"Alberto Caeiro", por Lívio de Morais, 1998. |
Se ele quisesse que eu acreditasse
nele,
Sem dúvida que viria falar comigo
E entraria pela minha porta dentro
Dizendo-me, Aqui estou!
(...)
Mas se Deus é as flores e as árvores
E os montes e sol e o luar,
Então acredito nele,
Então acredito nele a toda a hora,
E a minha vida é toda uma oração e
uma missa,
E uma comunhão com os olhos e pelos
ouvidos.”
(Trecho do poema V; in: O guardador de
rebanhos.)
O trecho acima é
atribuído a uma das criaturas poéticas mais admiráveis da vasta galeria
heteronímica do poeta português Fernando Pessoa. Trata-se do campônio Alberto
Caeiro que, numa tarde de 1914, simplesmente “apareceu” dentro do poeta
lusitano enquanto este escrevia em pé, à beira de uma cômoda alta. – “E escrevi
trinta e tantos poemas a fio, numa espécie de êxtase cuja natureza não
conseguirei definir”. Sabemos também que há tempos o escritor pensava em fazer
uma “partida” ao amigo e poeta Mário de Sá-Carneiro, inventando um poeta bucólico
de espécie complicada (e até o nome constitui homenagem: Caeiro, o CaRNeiro sem
carne), dono de uma maneira própria de se expressar poeticamente. Não duvide,
leitor, Caeiro é singular!
Conforme dito, a
Criatura/Caeiro era um jovem camponês (morava numa Quinta), com pouca
escolaridade e, por isso mesmo, não formatado pela tradição, pela “cultura à
goela abaixo”, pela religião oficial. Ele foi capaz de construir uma simples e
consistente obra poética que, antes de tudo, pode também ser entendida como uma
espécie de doutrina existencial (paradoxalmente, uma “filosofia antifilosófica”).
Sua maneira de
enxergar o mundo e de se relacionar com a realidade pressupõe a retomada de
faculdades humanas que, hoje ainda, em tempos de “razão sangrenta” e
“espetáculos insinuantes”, são desativadas, aviltadas: os sentidos (“Pensar é
estar doente dos olhos”). Não há outra forma de alcançar a verdade senão por
intermédio das sensações.
Há quem afirme que
o trecho acima seja exemplo do panteísmo
de Caeiro, que se manifestaria na crença de uma “força divina que está presente
em todas as coisas e perpassa tudo que existe no mundo”. Talvez, observando com
mais atenção o caráter da obra, o que se encontre de fato ali seja a
manifestação sincera de um “monismo
panenteísta”. Um monoteísta acredita em um Deus, já o monista panenteísta
acredita que só há Deus e (pan-en-theô) ele está em tudo. Vale!
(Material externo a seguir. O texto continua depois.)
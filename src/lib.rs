//! Striped SIMD Smith-Waterman for short nucleotide reads. Scores a query (the read) against a reference with affine gaps and reports where the best local alignment ends, along with a secondary best alignment away from it, for mapping quality estimation. Only end points and scores are computed, there is no traceback.
//!
//! The core of the algorithm is [Farrar's striped Smith-Waterman](https://doi.org/10.1093/bioinformatics/btl582) over sixteen 8-bit lanes, the same approach used by SSW and Bowtie 2. The read is laid out in a striped query profile once, then every reference position costs `ceil(len / 16)` vector operations plus a usually short lazy F fix-up. SSE2 is used on x86_64, NEON on aarch64 and a portable implementation everywhere else, all producing identical results.
//!
//! Sequences use the 15 symbol nucleotide alphabet `ACGTKMRYSBVHDNX` (case-insensitive), with ambiguity codes matching the bases they stand for.
//!
//! # Example: using `align`
//!
//! ```rust
//! use striped_sw::{align, Config};
//!
//! let read = "ACGTACGT";
//! let reference = "TTACGTACGTTT";
//!
//! let ends = align(read, reference, &Config::default()).unwrap();
//! assert_eq!(ends.best.score, 16);
//! assert_eq!(ends.best.reference_end, 10);
//! assert_eq!(ends.best.read_end, 8);
//! ```
//!
//! # Example: using `Aligner`
//!
//! Useful for when you want to align one read against more than one reference, since the query
//! profile is only built once.
//!
//! ```rust
//! use striped_sw::{Aligner, Config};
//!
//! let aligner = Aligner::new("GATTACA", &Config::default()).unwrap();
//! for reference in ["CCGATTACACC", "GATTTACA", "CCCCCCC"] {
//!     let ends = aligner.align(reference).unwrap();
//!     println!("{reference}: {:?}", ends.best);
//! }
//!
//! // per reference position best scores
//! let scan = aligner.scan("CCGATTACACC").unwrap();
//! assert_eq!(scan.columns.len(), 11);
//! assert_eq!(scan.columns.scores()[8], 14);
//! ```

#[cfg(feature = "serde")]
use serde::{Deserialize, Serialize};

mod aligner;
pub mod alphabet;
mod r#const;
mod error;
pub mod profile;
pub mod scoring_matrix;
pub mod simd;
pub mod smith_waterman;

pub use aligner::{Aligner, align};
pub use error::{AlignError, Result, SequenceKind};
pub use smith_waterman::{AlignmentEnd, AlignmentEnds, ColumnBests, GapPenalties, Scan};

use r#const::*;

#[derive(Debug, Clone, Default)]
#[cfg_attr(feature = "serde", derive(Serialize, Deserialize))]
pub struct Config {
    /// Controls the scoring used by the smith waterman algorithm
    pub scoring: Scoring,
    /// Which vector implementation runs the alignment
    pub backend: Backend,
}

#[derive(Debug, Clone, Copy, Default, PartialEq, Eq)]
#[cfg_attr(feature = "serde", derive(Serialize, Deserialize))]
pub enum Backend {
    /// SSE2 or NEON when the CPU supports it, falling back to [`Backend::Portable`]
    #[default]
    Native,
    /// Plain arrays, vectorized by the compiler where possible
    Portable,
}

/// All scores and penalties are magnitudes, penalties are subtracted
#[derive(Debug, Clone, Copy, PartialEq, Eq)]
#[cfg_attr(feature = "serde", derive(Serialize, Deserialize))]
pub struct Scoring {
    /// Score for a matching base, including ambiguity codes compatible with the base
    pub match_score: u8,
    /// Penalty for a mismatch (substitution)
    pub mismatch_penalty: u8,
    /// Penalty for opening a gap in the read (skipping reference bases)
    pub insertion_open_penalty: u8,
    /// Penalty for every further skipped reference base
    pub insertion_extend_penalty: u8,
    /// Penalty for opening a gap in the reference (skipping read bases)
    pub deletion_open_penalty: u8,
    /// Penalty for every further skipped read base
    pub deletion_extend_penalty: u8,
    /// Offset added to every profile entry so mismatches stay non-negative. Must be at least
    /// `mismatch_penalty`, and `match_score + bias` must fit in a byte.
    pub bias: u8,
}

impl Default for Scoring {
    fn default() -> Self {
        Scoring {
            match_score: MATCH_SCORE,
            mismatch_penalty: MISMATCH_PENALTY,
            insertion_open_penalty: INSERTION_OPEN_PENALTY,
            insertion_extend_penalty: INSERTION_EXTEND_PENALTY,
            deletion_open_penalty: DELETION_OPEN_PENALTY,
            deletion_extend_penalty: DELETION_EXTEND_PENALTY,
            bias: BIAS,
        }
    }
}

impl Scoring {
    /// Checks that the profile fits in unsigned bytes and that both gap kinds are affine
    pub fn validate(&self) -> Result<()> {
        profile::check_profile_range(self.match_score, self.mismatch_penalty, self.bias)?;

        for (kind, open, extend) in [
            (
                "insertion",
                self.insertion_open_penalty,
                self.insertion_extend_penalty,
            ),
            (
                "deletion",
                self.deletion_open_penalty,
                self.deletion_extend_penalty,
            ),
        ] {
            if open < extend {
                return Err(AlignError::GapOpenBelowExtend { kind, open, extend });
            }
        }
        Ok(())
    }
}

#[cfg(test)]
mod tests {
    use super::*;

    #[test]
    fn test_default_scoring_is_valid() {
        assert!(Scoring::default().validate().is_ok());
        assert_eq!(Config::default().backend, Backend::Native);
    }

    #[test]
    fn test_validate_rejects_bad_scoring() {
        let scoring = Scoring {
            bias: 1,
            ..Scoring::default()
        };
        assert!(matches!(
            scoring.validate(),
            Err(AlignError::BiasTooSmall { bias: 1, mismatch: 2 })
        ));

        let scoring = Scoring {
            match_score: 254,
            ..Scoring::default()
        };
        assert!(matches!(
            scoring.validate(),
            Err(AlignError::ProfileOverflow { .. })
        ));

        let scoring = Scoring {
            deletion_open_penalty: 1,
            deletion_extend_penalty: 2,
            ..Scoring::default()
        };
        assert!(matches!(
            scoring.validate(),
            Err(AlignError::GapOpenBelowExtend {
                kind: "deletion",
                open: 1,
                extend: 2
            })
        ));
    }

    #[test]
    fn test_error_messages() {
        let err = AlignError::InvalidSymbol {
            symbol: 'U',
            position: 3,
            sequence: SequenceKind::Reference,
        };
        assert_eq!(
            err.to_string(),
            "invalid symbol 'U' at position 3 of the reference"
        );
        assert_eq!(
            AlignError::EmptySequence(SequenceKind::Query).to_string(),
            "the query sequence is empty"
        );
    }

    #[cfg(feature = "serde")]
    #[test]
    fn test_serde_derives() {
        fn assert_serde<T: serde::Serialize + for<'de> serde::Deserialize<'de>>() {}
        assert_serde::<Config>();
        assert_serde::<AlignmentEnds>();
        assert_serde::<GapPenalties>();
    }
}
MIRANDA, Rafael Puertas de. Coisas de
Caeiro. Jornal
Mogi News, Mogi das Cruzes, 18 de Setembro de 2011. Caderno Variedades, p.
03.
O que há lá na curva?
ResponderExcluir-Eu não sei. Quando chegar lá eu te digo.
Caeiro nos ensina a viver. Sem demasiadas expectativas, sem lembranças nostálgicas...
Seja o aqui, viva o agora.
Carpe Diem.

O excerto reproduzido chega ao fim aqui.